Message: 1
Date: Tue, 29 Aug 2006 15:48:17 -0400
From: [EMAIL PROTECTED]
Subject: Re: [SC-L] How can we stop the spreading insecure coding
	examples	at training classes, etc.?
To: "Wall, Kevin" <[EMAIL PROTECTED]>
Cc: SC-L@securecoding.org
Message-ID: <[EMAIL PROTECTED]>
Content-Type: text/plain; charset=ISO-8859-1

Quoting "Wall, Kevin" <[EMAIL PROTECTED]>:


  
I think that this practice of leaving out the "security
details" to just make the demo code short and sweet has got
to stop. Or minimally, we have to make the code that people
copy-and-paste from have all the proper security checks even
if we don't cover them in training.
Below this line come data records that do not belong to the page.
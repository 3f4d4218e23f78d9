use super::types::*;

const RULE: &str = "━━━━━━━━━━━━━━━━━━━━━━━━━━━━━━━━━━━━━━━━━━━━━━━━━━";

/// Renders a report as plain text for the terminal.
pub fn format_report(report: &WorkflowReport) -> String {
    let mut out = String::new();

    out.push_str("📋 CONTENT WORKFLOW REPORT\n");
    out.push_str(RULE);
    out.push('\n');
    out.push_str(&format!(
        "   Generated: {}\n   Workflows: {}\n\n",
        report.generated_at.format("%Y-%m-%d %H:%M UTC"),
        report.total_workflows
    ));

    out.push_str("📊 STAGES\n");
    let width = report
        .stage_counts
        .iter()
        .map(|c| c.stage.len())
        .max()
        .unwrap_or(0);
    for count in &report.stage_counts {
        let marker = if report.bottleneck_stage.as_deref() == Some(count.stage.as_str()) {
            "  ← bottleneck"
        } else {
            ""
        };
        out.push_str(&format!(
            "   {:<width$}  {:>4}{}\n",
            count.stage,
            count.count,
            marker,
            width = width
        ));
    }
    out.push('\n');

    out.push_str("⏱️  TIME IN STAGE (hours)\n");
    for stats in &report.stage_time_stats {
        if stats.samples.is_empty() {
            out.push_str(&format!("   {:<width$}  no completed intervals\n", stats.stage, width = width));
        } else {
            out.push_str(&format!(
                "   {:<width$}  avg {:.1}  median {:.1}  ({} samples)\n",
                stats.stage,
                stats.average_hours,
                stats.median_hours,
                stats.samples.len(),
                width = width
            ));
        }
    }
    out.push('\n');

    if !report.overdue_content.is_empty() {
        out.push_str(&format!("🚨 OVERDUE ({})\n", report.overdue_content.len()));
        for item in &report.overdue_content {
            out.push_str(&format!(
                "   {} [{}] {} day(s) overdue\n",
                item.content_title, item.stage, item.days_overdue
            ));
        }
        out.push('\n');
    }

    if !report.approaching_deadlines.is_empty() {
        out.push_str(&format!("⏰ DUE SOON ({})\n", report.approaching_deadlines.len()));
        for item in &report.approaching_deadlines {
            out.push_str(&format!(
                "   {} [{}] due in {} day(s)\n",
                item.content_title, item.stage, item.days_remaining
            ));
        }
        out.push('\n');
    }

    let eff = &report.efficiency;
    out.push_str("🚀 PUBLISHING\n");
    out.push_str(&format!(
        "   Published in last {} days: {} of {} items ({:.1}%)\n",
        eff.window_days, eff.published_count, eff.total_content, eff.publish_rate_percent
    ));

    out
}
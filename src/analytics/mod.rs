//! Workflow analytics: stage distribution, deadlines, dwell times and
//! publishing throughput.

pub mod analysis;
pub mod bottleneck;
pub mod dwell;
pub mod reports;
pub mod types;

pub use analysis::WorkflowAnalyzer;
pub use reports::format_report;
pub use types::*;
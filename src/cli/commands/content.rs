use anyhow::Result;

use crate::external::{ContentStore, ContentSummary};

use super::WorkflowApp;

pub async fn add_content(app: &WorkflowApp, content_id: &str, title: &str, content_type: &str) -> Result<()> {
    let summary = match app.content.find_by_id(content_id).await? {
        Some(mut existing) => {
            existing.title = title.to_string();
            existing.content_type = content_type.to_string();
            existing
        }
        None => ContentSummary::draft(title, content_type),
    };
    let status = summary.status.clone();
    app.content.upsert(content_id, summary).await?;
    println!("✅ Content {content_id} saved ({content_type}, {status})");
    Ok(())
}
use anyhow::Result;
use clap::Parser;

use content_workflow::cli::{self, Cli};
use content_workflow::config::ContentWorkflowConfig;
use content_workflow::telemetry::init_telemetry;

fn main() -> Result<()> {
    let cli = Cli::parse();

    if let Err(e) = ContentWorkflowConfig::load_env_file() {
        eprintln!("⚠️  Could not read .env: {e}");
    }
    let config = ContentWorkflowConfig::load()?;
    init_telemetry(&config.observability)?;

    tokio::runtime::Runtime::new()?.block_on(async { cli::run(cli.command, config).await })
}
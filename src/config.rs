use anyhow::Result;
use config::{Config, Environment, File, FileFormat};
use serde::{Deserialize, Serialize};
use std::path::{Path, PathBuf};

use crate::scheduler::{ReminderFrequency, SchedulerSettings, DEFAULT_STALL_THRESHOLD_DAYS};
use crate::workflow::engine::DEFAULT_DEADLINE_APPROACH_DAYS;
use crate::workflow::stage::DEFAULT_STAGES;
use crate::workflow::{ConfigError, StageSet};

pub const CONFIG_FILE: &str = "content-workflow.toml";
pub const RC_FILE: &str = ".content-workflow-rc";
pub const ENV_PREFIX: &str = "CONTENT_WORKFLOW";
/// Upper bound for day-based thresholds.
pub const MAX_THRESHOLD_DAYS: i64 = 3650;

/// Main configuration structure for the content workflow service
#[derive(Debug, Clone, Default, PartialEq, Deserialize, Serialize)]
#[serde(default)]
pub struct ContentWorkflowConfig {
    /// Stages and timing rules
    pub workflow: WorkflowConfig,
    /// Where workflows, transitions and the content catalog live
    pub storage: StorageConfig,
    /// Logging settings
    pub observability: ObservabilityConfig,
}

#[derive(Debug, Clone, PartialEq, Deserialize, Serialize)]
#[serde(default)]
pub struct WorkflowConfig {
    /// Ordered stage names; first is the initial stage, last is terminal
    pub stages: Vec<String>,
    /// Move drafts to the next stage when their content is updated
    pub auto_progress_enabled: bool,
    pub reminder_frequency: ReminderFrequency,
    /// Days without an update before a workflow counts as stalled
    pub stall_threshold_days: i64,
    /// Days ahead of a deadline that reminders start
    pub deadline_approach_days: i64,
}

impl Default for WorkflowConfig {
    fn default() -> Self {
        Self {
            stages: DEFAULT_STAGES.iter().map(|s| s.to_string()).collect(),
            auto_progress_enabled: true,
            reminder_frequency: ReminderFrequency::Daily,
            stall_threshold_days: DEFAULT_STALL_THRESHOLD_DAYS,
            deadline_approach_days: DEFAULT_DEADLINE_APPROACH_DAYS,
        }
    }
}

#[derive(Debug, Clone, PartialEq, Deserialize, Serialize)]
#[serde(default)]
pub struct StorageConfig {
    pub data_dir: PathBuf,
}

impl Default for StorageConfig {
    fn default() -> Self {
        Self {
            data_dir: PathBuf::from(".content-workflow"),
        }
    }
}

impl StorageConfig {
    pub fn workflows_path(&self) -> PathBuf {
        self.data_dir.join("workflows.json")
    }

    pub fn transitions_path(&self) -> PathBuf {
        self.data_dir.join("transitions.jsonl")
    }

    pub fn content_path(&self) -> PathBuf {
        self.data_dir.join("content.json")
    }
}

#[derive(Debug, Clone, PartialEq, Deserialize, Serialize)]
#[serde(default)]
pub struct ObservabilityConfig {
    /// Log level filter, overridden by RUST_LOG
    pub log_level: String,
    /// JSON log lines instead of compact text
    pub json_logs: bool,
}

impl Default for ObservabilityConfig {
    fn default() -> Self {
        Self {
            log_level: "info".to_string(),
            json_logs: true,
        }
    }
}

impl ContentWorkflowConfig {
    /// Load configuration from multiple sources with precedence:
    /// 1. Default values
    /// 2. Configuration files (content-workflow.toml, .content-workflow-rc)
    /// 3. Environment variables (prefixed with CONTENT_WORKFLOW_, `__` between levels)
    pub fn load() -> Result<Self> {
        Self::load_from_dir(Path::new("."))
    }

    pub fn load_from_dir(dir: &Path) -> Result<Self> {
        let mut builder = Config::builder();

        let main_file = dir.join(CONFIG_FILE);
        if main_file.exists() {
            builder = builder.add_source(File::from(main_file).format(FileFormat::Toml));
        }

        let rc_file = dir.join(RC_FILE);
        if rc_file.exists() {
            builder = builder.add_source(File::from(rc_file).format(FileFormat::Toml));
        }

        builder = builder.add_source(
            Environment::with_prefix(ENV_PREFIX)
                .prefix_separator("_")
                .separator("__")
                .list_separator(",")
                .with_list_parse_key("workflow.stages")
                .try_parsing(true),
        );

        let config: ContentWorkflowConfig = builder.build()?.try_deserialize()?;
        config.validate()?;
        Ok(config)
    }

    /// Save configuration to file
    pub fn save_to_file<P: AsRef<Path>>(&self, path: P) -> Result<()> {
        let toml_content = toml::to_string_pretty(self)?;
        std::fs::write(path, toml_content)?;
        Ok(())
    }

    /// Load .env file if it exists
    pub fn load_env_file() -> Result<()> {
        if Path::new(".env").exists() {
            dotenvy::dotenv()?;
            tracing::info!("Loaded environment variables from .env file");
        }
        Ok(())
    }

    pub fn validate(&self) -> Result<(), ConfigError> {
        self.stage_set()?;
        check_days(
            "workflow.stall_threshold_days",
            self.workflow.stall_threshold_days,
        )?;
        check_days(
            "workflow.deadline_approach_days",
            self.workflow.deadline_approach_days,
        )?;
        Ok(())
    }

    pub fn stage_set(&self) -> Result<StageSet, ConfigError> {
        StageSet::new(&self.workflow.stages)
    }

    pub fn scheduler_settings(&self) -> SchedulerSettings {
        SchedulerSettings {
            frequency: self.workflow.reminder_frequency,
            stall_threshold_days: self.workflow.stall_threshold_days,
            deadline_approach_days: self.workflow.deadline_approach_days,
        }
    }
}

fn check_days(field: &str, days: i64) -> Result<(), ConfigError> {
    if !(0..=MAX_THRESHOLD_DAYS).contains(&days) {
        return Err(ConfigError::InvalidValue {
            field: field.to_string(),
            reason: format!("must be between 0 and {MAX_THRESHOLD_DAYS} days"),
        });
    }
    Ok(())
}

#[cfg(test)]
mod tests {
    use super::*;

    #[test]
    fn defaults_are_valid() {
        let config = ContentWorkflowConfig::default();
        config.validate().unwrap();
        assert_eq!(config.workflow.stages.len(), 5);
        assert!(config.workflow.auto_progress_enabled);
        assert_eq!(config.workflow.reminder_frequency, ReminderFrequency::Daily);
        assert_eq!(config.workflow.stall_threshold_days, 7);
        assert_eq!(config.workflow.deadline_approach_days, 3);
        assert_eq!(
            config.storage.transitions_path(),
            PathBuf::from(".content-workflow/transitions.jsonl")
        );
    }

    #[test]
    fn file_values_override_defaults() {
        let dir = tempfile::tempdir().unwrap();
        std::fs::write(
            dir.path().join(CONFIG_FILE),
            r#"
[workflow]
stages = ["idea", "writing", "edit", "live"]
reminder_frequency = "weekly"

[storage]
data_dir = "/var/lib/content-workflow"
"#,
        )
        .unwrap();
        std::fs::write(
            dir.path().join(RC_FILE),
            "[workflow]\nauto_progress_enabled = false\n",
        )
        .unwrap();

        let config = ContentWorkflowConfig::load_from_dir(dir.path()).unwrap();
        assert_eq!(config.workflow.stages, vec!["idea", "writing", "edit", "live"]);
        assert_eq!(config.workflow.reminder_frequency, ReminderFrequency::Weekly);
        assert!(!config.workflow.auto_progress_enabled);
        assert_eq!(config.workflow.stall_threshold_days, 7);
        assert_eq!(config.storage.data_dir, PathBuf::from("/var/lib/content-workflow"));
        assert_eq!(config.stage_set().unwrap().terminal().as_str(), "live");
    }

    #[test]
    fn invalid_stage_lists_are_rejected() {
        let mut config = ContentWorkflowConfig::default();
        config.workflow.stages = vec!["draft".into(), "draft".into()];
        assert!(matches!(config.validate(), Err(ConfigError::DuplicateStage(_))));

        config.workflow.stages.clear();
        assert!(matches!(config.validate(), Err(ConfigError::NoStages)));
    }

    #[test]
    fn negative_thresholds_are_rejected() {
        let mut config = ContentWorkflowConfig::default();
        config.workflow.stall_threshold_days = -1;
        assert!(matches!(config.validate(), Err(ConfigError::InvalidValue { .. })));
    }

    #[test]
    fn oversized_thresholds_are_rejected() {
        let mut config = ContentWorkflowConfig::default();
        config.workflow.deadline_approach_days = 100_000_000;
        assert!(matches!(config.validate(), Err(ConfigError::InvalidValue { .. })));

        config.workflow.deadline_approach_days = MAX_THRESHOLD_DAYS;
        config.workflow.stall_threshold_days = MAX_THRESHOLD_DAYS + 1;
        assert!(matches!(config.validate(), Err(ConfigError::InvalidValue { .. })));

        config.workflow.stall_threshold_days = MAX_THRESHOLD_DAYS;
        config.validate().unwrap();
    }

    #[test]
    fn saved_config_loads_back() {
        let dir = tempfile::tempdir().unwrap();
        let mut config = ContentWorkflowConfig::default();
        config.workflow.reminder_frequency = ReminderFrequency::Hourly;
        config.observability.json_logs = false;
        config.save_to_file(dir.path().join(CONFIG_FILE)).unwrap();

        let loaded = ContentWorkflowConfig::load_from_dir(dir.path()).unwrap();
        assert_eq!(loaded, config);
    }
}
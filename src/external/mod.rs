//! Collaborators the workflow subsystem talks to but does not own.
//!
//! Each one is a narrow trait so tests and embedders can swap in their own
//! implementation.

pub mod content;
pub mod notifications;

pub use content::{ContentStore, ContentSummary, InMemoryContentStore, JsonFileContentStore};
pub use notifications::{
    Notification, NotificationKind, NotificationSink, RecordingNotificationSink,
    TracingNotificationSink,
};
If we're lucky, maybe
they won't delete them when the re-use the code.
    

I agree, and would like to extend it: security should be discussed *at the same
time* that a topic is.  Teaching security in a separate class, like I have been
doing, reaches only a fraction of the audience, and reinforces an attitude of
security as an afterthought, or security as an option.  Comments in the code
should explain (or refer to explanations of) why changing or deleting those
lines is a bad idea.  

However, I'm afraid that it would irritate students, and make security the new
"grammar and spelling" for which points are deducted from "perfectly valid
write-ups" (i.e., "it's my ideas that count, not how well I spell").  
The same used to be said about unstructured programming examples (computed gotos, spaghetti code, multiple entry and exit points from functions, etc).  We got past it.

We need a similar revolution in thought with regard to security, and some one to take the lead on providing clear, crisp examples of coding style that is more secure by its nature.  I don't have one handy - but that's my wish.